Diego Velázquez was one of the earliest artists influenced by El Greco. The former positioned the main characters of his paintings in the same manner as the latter, and painted the folds in the clothes in a similar fashion. In his composition, as well as in El Greco's, there is a radiant dove at the top and swirling clouds that surround the figures. According to Charles Henry Caffin:

For Velasquez, so little disposed to be influenced by any other artist, however great, did not disdain to learn of El Greco. He occasionally borrowed from the latter's compositions, and meanwhile was permanently affected by El Greco's use of colour – his superb blacks and whites and his subtle tones of rose and blue.
— Charles Henry Caffin

Velázquez's Portrait of Innocent X, as well as his (now lost) portrait of Cardinal Borja, were also influenced by El Greco.

El Greco influenced several other Spanish painters after him, including Francisco Goya. According to art historian José Luis Morales y Marín:

El Greco's influence would be found in Goya's similar tendency to materialise the corporeal, not for itself, but as "the basis for the spiritual forces; he expressed this with identical sobriety and with the sensation of a distant being far removed from life and all it represents in the form of pleasure and sensualism.
— José Luis Morales y Marín, p. 105

According to Efi Foundoulaki, "painters and theoreticians from the beginning of the 20th century 'discovered' a new El Greco but in process they also discovered and revealed their own selves". His expressiveness and colors influenced Eugène Delacroix and Édouard Manet. To the Blaue Reiter group in Munich in 1912, El Greco typified that mystical inner construction that it was the task of their generation to rediscover.

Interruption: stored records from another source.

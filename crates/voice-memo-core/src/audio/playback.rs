use crate::{
    audio::{Player, Resampler, capture::hound_to_io, resampler::remix},
    session::Completion,
};

use std::{
    io,
    path::Path,
    sync::{
        Arc, Mutex,
        atomic::{AtomicUsize, Ordering},
    },
    time::Duration,
};

use cpal::{
    Device, SampleFormat, Stream, StreamConfig,
    traits::{DeviceTrait, StreamTrait},
};
use hound::WavReader;
use tracing::{debug, error, info, instrument, warn};

/// A WAV file decoded to interleaved f32 samples.
#[derive(Debug, Clone, PartialEq)]
pub struct DecodedClip {
    /// Interleaved samples in `[-1.0, 1.0]`.
    pub samples: Vec<f32>,
    /// Channel count.
    pub channels: u16,
    /// Sample rate in Hz.
    pub sample_rate: u32,
}

impl DecodedClip {
    /// Reads and decodes the whole file.
    #[instrument]
    pub fn open(path: &Path) -> io::Result<Self> {
        let reader = WavReader::open(path).map_err(hound_to_io)?;
        let spec = reader.spec();

        let samples: Vec<f32> = match (spec.sample_format, spec.bits_per_sample) {
            (hound::SampleFormat::Float, _) => reader
                .into_samples::<f32>()
                .collect::<Result<_, _>>()
                .map_err(hound_to_io)?,
            (hound::SampleFormat::Int, bits) if bits <= 16 => reader
                .into_samples::<i16>()
                .map(|sample| sample.map(i16_to_f32))
                .collect::<Result<_, _>>()
                .map_err(hound_to_io)?,
            (hound::SampleFormat::Int, bits) => {
                let scale = (1u64 << (bits - 1)) as f32;
                reader
                    .into_samples::<i32>()
                    .map(|sample| sample.map(|s| s as f32 / scale))
                    .collect::<Result<_, _>>()
                    .map_err(hound_to_io)?
            }
        };

        debug!(
            samples = samples.len(),
            channels = spec.channels,
            sample_rate = spec.sample_rate,
            "Clip decoded"
        );

        Ok(Self {
            samples,
            channels: spec.channels,
            sample_rate: spec.sample_rate,
        })
    }

    /// Length of the clip.
    pub fn duration(&self) -> Duration {
        let frames = self.samples.len() / usize::from(self.channels.max(1));
        Duration::from_secs_f64(frames as f64 / f64::from(self.sample_rate.max(1)))
    }
}

/// Plays a decoded WAV file on an output device.
///
/// Completion fires when the buffer drains, on [`Player::stop`], or with
/// `success = false` on a stream error, whichever comes first.
pub struct CpalPlayer {
    stream: Stream,
    frames_played: Arc<AtomicUsize>,
    sample_rate: u32,
    completion: Arc<Mutex<Option<Completion>>>,
}

impl CpalPlayer {
    /// Decodes `path` and prepares a paused output stream on `device`.
    #[instrument(skip(device, completion))]
    pub fn new(device: Device, path: &Path, completion: Completion) -> io::Result<Self> {
        let clip = DecodedClip::open(path)?;
        let duration = clip.duration();
        let (config, samples) = fit_to_device(&device, clip)?;

        let channels = usize::from(config.channels.max(1));
        let total_frames = samples.len() / channels;
        let samples = Arc::new(samples);
        let frames_played = Arc::new(AtomicUsize::new(0));
        let completion = Arc::new(Mutex::new(Some(completion)));

        let position = Arc::clone(&frames_played);
        let drained = Arc::clone(&completion);
        let errored = Arc::clone(&completion);

        let stream = device
            .build_output_stream(
                &config,
                move |data: &mut [f32], _: &cpal::OutputCallbackInfo| {
                    let start = position.load(Ordering::Acquire);
                    let wanted = data.len() / channels;
                    let count = wanted.min(total_frames.saturating_sub(start));
                    let from = start * channels;
                    let len = count * channels;

                    data[..len].copy_from_slice(&samples[from..from + len]);
                    data[len..].fill(0.0);
                    position.store(start + count, Ordering::Release);

                    if count < wanted {
                        fire(&drained, true);
                    }
                },
                move |err| {
                    error!("Audio output stream error: {}", err);
                    fire(&errored, false);
                },
                None,
            )
            .map_err(|e| io::Error::other(format!("Failed to build output stream: {}", e)))?;

        // Some hosts start a stream as soon as it is built.
        if let Err(e) = stream.pause() {
            debug!("Could not pause new output stream: {}", e);
        }

        info!(
            sample_rate = config.sample_rate,
            channels = config.channels,
            duration_ms = duration.as_millis(),
            "Player prepared"
        );

        Ok(Self {
            stream,
            frames_played,
            sample_rate: config.sample_rate,
            completion,
        })
    }
}

impl Player for CpalPlayer {
    fn play(&mut self) -> io::Result<()> {
        self.stream
            .play()
            .map_err(|e| io::Error::other(format!("Failed to start playback: {}", e)))
    }

    fn pause(&mut self) -> io::Result<()> {
        self.stream
            .pause()
            .map_err(|e| io::Error::other(format!("Failed to pause playback: {}", e)))
    }

    fn stop(&mut self) {
        if let Err(e) = self.stream.pause() {
            warn!("Failed to halt output stream: {}", e);
        }
        fire(&self.completion, true);
    }

    fn position(&self) -> Duration {
        let frames = self.frames_played.load(Ordering::Acquire);
        Duration::from_secs_f64(frames as f64 / f64::from(self.sample_rate.max(1)))
    }
}

fn fire(slot: &Mutex<Option<Completion>>, success: bool) {
    let completion = slot.lock().unwrap_or_else(|e| e.into_inner()).take();
    if let Some(completion) = completion {
        completion.finish(success);
    }
}

/// 16-bit PCM to float, the inverse of the capture conversion.
pub(crate) fn i16_to_f32(sample: i16) -> f32 {
    f32::from(sample) / f32::from(i16::MAX)
}

/// Chooses an output configuration for `clip` and converts the samples to it.
fn fit_to_device(device: &Device, clip: DecodedClip) -> io::Result<(StreamConfig, Vec<f32>)> {
    let ranges = device
        .supported_output_configs()
        .map_err(|e| io::Error::other(format!("Failed to query output configs: {}", e)))?;

    for range in ranges {
        if range.sample_format() == SampleFormat::F32
            && range.channels() == clip.channels
            && range.min_sample_rate() <= clip.sample_rate
            && clip.sample_rate <= range.max_sample_rate()
        {
            return Ok((
                range.with_sample_rate(clip.sample_rate).config(),
                clip.samples,
            ));
        }
    }

    let config = device
        .default_output_config()
        .map_err(|e| io::Error::other(format!("Failed to get output config: {}", e)))?
        .config();

    let remixed = remix(&clip.samples, clip.channels, config.channels);
    let samples = if clip.sample_rate == config.sample_rate {
        remixed
    } else {
        Resampler::new(clip.sample_rate, config.sample_rate, config.channels)?
            .resample(&remixed)?
    };

    debug!(
        from_rate = clip.sample_rate,
        to_rate = config.sample_rate,
        from_channels = clip.channels,
        to_channels = config.channels,
        "Clip converted for output device"
    );

    Ok((config, samples))
}
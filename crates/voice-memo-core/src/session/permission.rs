use crate::session::{EventSender, SessionEvent};

use tracing::debug;

/// Microphone access as reported by the platform.
#[derive(Debug, Clone, Copy, PartialEq, Eq)]
pub enum Permission {
    /// Access allowed.
    Granted,
    /// Access refused.
    Denied,
    /// The user has not been asked yet.
    Undetermined,
}

/// Delivers the answer to a permission prompt back to the controller.
#[derive(Debug)]
pub struct PermissionReply {
    events: EventSender,
}

impl PermissionReply {
    pub(crate) fn new(events: EventSender) -> Self {
        Self { events }
    }

    /// Sends the answer. Consumes the reply so it is answered at most once.
    pub fn resolve(self, granted: bool) {
        if self
            .events
            .send(SessionEvent::PermissionResolved { granted })
            .is_err()
        {
            debug!("Session channel closed, permission answer dropped");
        }
    }
}

/// Platform capability for querying and requesting microphone access.
pub trait MicrophonePermission {
    /// Current cached status.
    fn status(&self) -> Permission;

    /// Asks the user. The answer arrives later through `reply`.
    fn request(&mut self, reply: PermissionReply);
}
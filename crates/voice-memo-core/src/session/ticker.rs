use crate::session::{CycleId, EventSender, SessionEvent};

use std::time::Duration;

use tokio::{
    task::JoinHandle,
    time::{self, Instant, MissedTickBehavior},
};
use tracing::{debug, trace, warn};

/// Shortest period a ticker runs at; shorter requests are raised to it.
pub(crate) const MIN_TICK_PERIOD: Duration = Duration::from_millis(1);

/// Cancellable periodic timer feeding `Tick` events into the session channel.
///
/// Must be started from within a tokio runtime. Dropping it cancels the task.
#[derive(Debug)]
pub struct Ticker {
    events: EventSender,
    task: Option<JoinHandle<()>>,
}

impl Ticker {
    /// Creates an idle ticker.
    pub fn new(events: EventSender) -> Self {
        Self { events, task: None }
    }

    /// Starts ticking every `period` for `cycle`, replacing any running task.
    ///
    /// The first tick arrives one full period after this call. A period
    /// below [`MIN_TICK_PERIOD`], including zero, runs at the minimum.
    pub fn start(&mut self, cycle: CycleId, period: Duration) {
        self.cancel();

        let period = if period < MIN_TICK_PERIOD {
            warn!(requested_ms = period.as_millis(), "Tick period too short, clamping");
            MIN_TICK_PERIOD
        } else {
            period
        };

        let events = self.events.clone();
        let task = tokio::spawn(async move {
            let mut interval = time::interval_at(Instant::now() + period, period);
            interval.set_missed_tick_behavior(MissedTickBehavior::Delay);

            loop {
                interval.tick().await;
                trace!(cycle = %cycle, "Tick");
                if events.send(SessionEvent::Tick { cycle }).is_err() {
                    break;
                }
            }
        });

        debug!(cycle = %cycle, period_ms = period.as_millis(), "Ticker started");
        self.task = Some(task);
    }

    /// Stops the running task, if any.
    pub fn cancel(&mut self) {
        if let Some(task) = self.task.take() {
            task.abort();
            debug!("Ticker cancelled");
        }
    }

    /// Whether a tick task is currently scheduled.
    pub fn is_active(&self) -> bool {
        self.task.is_some()
    }
}

impl Drop for Ticker {
    fn drop(&mut self) {
        self.cancel();
    }
}
mod audio_config;
mod behaviour_config;
#[allow(clippy::module_inception)]
mod config;
mod library_config;

pub(crate) use {
    audio_config::AudioConfig, behaviour_config::BehaviourConfig, config::Config,
    library_config::LibraryConfig,
};

pub(crate) const DEFAULT_SAMPLE_RATE: u32 = 44_100;
pub(crate) const DEFAULT_CHANNELS: u16 = 2;
pub(crate) const DEFAULT_PAUSE_ENABLED: bool = true;
pub(crate) const DEFAULT_RECORDING_TICK_MS: u64 = 1_000;
pub(crate) const DEFAULT_PLAYBACK_TICK_MS: u64 = 100;
pub(crate) const DEFAULT_ROUTE_POLL_MS: u64 = 1_000;

pub(crate) fn default_sample_rate() -> u32 {
    DEFAULT_SAMPLE_RATE
}

pub(crate) fn default_channels() -> u16 {
    DEFAULT_CHANNELS
}

pub(crate) fn default_pause_enabled() -> bool {
    DEFAULT_PAUSE_ENABLED
}

pub(crate) fn default_recording_tick_ms() -> u64 {
    DEFAULT_RECORDING_TICK_MS
}

pub(crate) fn default_playback_tick_ms() -> u64 {
    DEFAULT_PLAYBACK_TICK_MS
}

pub(crate) fn default_route_poll_ms() -> u64 {
    DEFAULT_ROUTE_POLL_MS
}
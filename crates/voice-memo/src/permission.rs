use tokio::sync::mpsc::{UnboundedSender, error::SendError};
use tracing::{info, warn};
use voice_memo_core::{MicrophonePermission, Permission, PermissionReply};

/// Microphone consent asked on the terminal and remembered in the config.
///
/// Requests are forwarded to the app loop, which prints the question and
/// reads the answer from the next input line.
pub struct ConsentPermission {
    status: Permission,
    prompt_tx: UnboundedSender<PermissionReply>,
}

impl ConsentPermission {
    /// Provider starting from the remembered answer, if any.
    pub fn new(remembered: Option<bool>, prompt_tx: UnboundedSender<PermissionReply>) -> Self {
        Self {
            status: permission_from_answer(remembered),
            prompt_tx,
        }
    }
}

impl MicrophonePermission for ConsentPermission {
    fn status(&self) -> Permission {
        self.status
    }

    fn request(&mut self, reply: PermissionReply) {
        info!("Asking for microphone consent");
        if let Err(SendError(reply)) = self.prompt_tx.send(reply) {
            warn!("Prompt channel closed, treating consent as refused");
            reply.resolve(false);
        }
    }
}

/// Maps a remembered yes/no answer to a permission status.
pub(crate) fn permission_from_answer(answer: Option<bool>) -> Permission {
    match answer {
        Some(true) => Permission::Granted,
        Some(false) => Permission::Denied,
        None => Permission::Undetermined,
    }
}

/// Parses a y/n answer. Anything else is `None`.
pub(crate) fn parse_consent(line: &str) -> Option<bool> {
    match line.trim().to_ascii_lowercase().as_str() {
        "y" | "yes" => Some(true),
        "n" | "no" => Some(false),
        _ => None,
    }
}
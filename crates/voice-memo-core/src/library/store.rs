use crate::{CoreResult, SessionError};

use std::{
    fs,
    io::Write,
    panic::Location,
    path::{Path, PathBuf},
};

use error_location::ErrorLocation;
use toml::{Table, Value};
use tracing::{debug, instrument};

/// Small key-value settings file in TOML.
///
/// Every write replaces the whole file through a temp file and rename, so a
/// crash mid-write leaves the previous contents intact.
#[derive(Debug, Clone)]
pub struct SettingsStore {
    path: PathBuf,
}

impl SettingsStore {
    /// Store backed by the file at `path`. The file is created on first write.
    pub fn new<P: Into<PathBuf>>(path: P) -> Self {
        Self { path: path.into() }
    }

    /// Location of the backing file.
    pub fn path(&self) -> &Path {
        &self.path
    }

    /// Reads the list stored under `key`. Missing file or key yields an empty list.
    #[track_caller]
    #[instrument(skip(self))]
    pub fn string_list(&self, key: &str) -> CoreResult<Vec<String>> {
        let table = self.read_table()?;

        let Some(value) = table.get(key) else {
            return Ok(Vec::new());
        };

        let items = value.as_array().ok_or_else(|| SessionError::StoreFailed {
            reason: format!("Key {key} is not a list"),
            location: ErrorLocation::from(Location::caller()),
        })?;

        items
            .iter()
            .map(|item| {
                item.as_str()
                    .map(str::to_string)
                    .ok_or_else(|| SessionError::StoreFailed {
                        reason: format!("Key {key} holds a non-string item"),
                        location: ErrorLocation::from(Location::caller()),
                    })
            })
            .collect()
    }

    /// Replaces the list stored under `key`, keeping every other key.
    #[track_caller]
    #[instrument(skip(self, values), fields(count = values.len()))]
    pub fn set_string_list(&self, key: &str, values: &[String]) -> CoreResult<()> {
        let mut table = self.read_table()?;
        table.insert(
            key.to_string(),
            Value::Array(values.iter().cloned().map(Value::String).collect()),
        );
        self.write_table(&table)
    }

    #[track_caller]
    fn read_table(&self) -> CoreResult<Table> {
        if !self.path.exists() {
            return Ok(Table::new());
        }

        let contents = fs::read_to_string(&self.path).map_err(|e| SessionError::StoreFailed {
            reason: format!("Failed to read settings: {}", e),
            location: ErrorLocation::from(Location::caller()),
        })?;

        toml::from_str(&contents).map_err(|e| SessionError::StoreFailed {
            reason: format!("Failed to parse settings: {}", e),
            location: ErrorLocation::from(Location::caller()),
        })
    }

    #[track_caller]
    fn write_table(&self, table: &Table) -> CoreResult<()> {
        let contents = toml::to_string_pretty(table).map_err(|e| SessionError::StoreFailed {
            reason: format!("Failed to serialize settings: {}", e),
            location: ErrorLocation::from(Location::caller()),
        })?;

        if let Some(parent) = self.path.parent() {
            fs::create_dir_all(parent).map_err(|e| SessionError::StoreFailed {
                reason: format!("Failed to create settings directory: {}", e),
                location: ErrorLocation::from(Location::caller()),
            })?;
        }

        let temp_path = self.path.with_extension("toml.tmp");

        let mut temp_file = fs::File::create(&temp_path).map_err(|e| SessionError::StoreFailed {
            reason: format!("Failed to create temp settings file: {}", e),
            location: ErrorLocation::from(Location::caller()),
        })?;

        temp_file
            .write_all(contents.as_bytes())
            .and_then(|()| temp_file.sync_all())
            .map_err(|e| SessionError::StoreFailed {
                reason: format!("Failed to write temp settings file: {}", e),
                location: ErrorLocation::from(Location::caller()),
            })?;

        fs::rename(&temp_path, &self.path).map_err(|e| SessionError::StoreFailed {
            reason: format!("Failed to replace settings file: {}", e),
            location: ErrorLocation::from(Location::caller()),
        })?;

        debug!(path = ?self.path, "Settings written");

        Ok(())
    }
}
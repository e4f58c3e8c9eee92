use crate::config::{
    DEFAULT_PAUSE_ENABLED, DEFAULT_PLAYBACK_TICK_MS, DEFAULT_RECORDING_TICK_MS,
    DEFAULT_ROUTE_POLL_MS, default_pause_enabled, default_playback_tick_ms,
    default_recording_tick_ms, default_route_poll_ms,
};

use std::time::Duration;

use serde::{Deserialize, Serialize};

/// Application behaviour configuration.
#[derive(Debug, Clone, PartialEq, Eq, Serialize, Deserialize)]
pub struct BehaviourConfig {
    /// Whether `pause` is available.
    #[serde(default = "default_pause_enabled")]
    pub pause_enabled: bool,
    /// Readout refresh period while recording, in milliseconds.
    #[serde(default = "default_recording_tick_ms")]
    pub recording_tick_ms: u64,
    /// Readout refresh period while playing, in milliseconds.
    #[serde(default = "default_playback_tick_ms")]
    pub playback_tick_ms: u64,
    /// Device list polling period, in milliseconds.
    #[serde(default = "default_route_poll_ms")]
    pub route_poll_ms: u64,
    /// Remembered answer to the microphone prompt (None = not asked yet).
    #[serde(default)]
    pub microphone_access: Option<bool>,
}

impl BehaviourConfig {
    /// Device list polling period.
    pub fn route_poll(&self) -> Duration {
        Duration::from_millis(self.route_poll_ms)
    }
}

impl Default for BehaviourConfig {
    fn default() -> Self {
        Self {
            pause_enabled: DEFAULT_PAUSE_ENABLED,
            recording_tick_ms: DEFAULT_RECORDING_TICK_MS,
            playback_tick_ms: DEFAULT_PLAYBACK_TICK_MS,
            route_poll_ms: DEFAULT_ROUTE_POLL_MS,
            microphone_access: None,
        }
    }
}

The first painter who appears to have noticed the structural code in the morphology of the mature El Greco was Paul Cézanne, one of the forerunners of Cubism. Comparative morphological analyses of the two painters revealed their common elements, such as the distortion of the human body, the reddish and (in appearance only) unworked backgrounds and the similarities in the rendering of space. According to Brown, "Cézanne and El Greco are spiritual brothers despite the centuries which separate them". Fry observed that Cézanne drew from "his great discovery of the permeation of every part of the design with a uniform and continuous plastic theme".

The Symbolists, and Pablo Picasso during his Blue Period, drew on the cold tonality of El Greco, utilizing the anatomy of his ascetic figures. While Picasso was working on his Proto-Cubist Les Demoiselles d'Avignon, he visited his friend Ignacio Zuloaga in his studio in Paris and studied El Greco's Opening of the Fifth Seal (owned by Zuloaga since 1897). The relation between Les Demoiselles d'Avignon and the Opening of the Fifth Seal was pinpointed in the early 1980s, when the stylistic similarities and the relationship between the motifs of both works were analysed.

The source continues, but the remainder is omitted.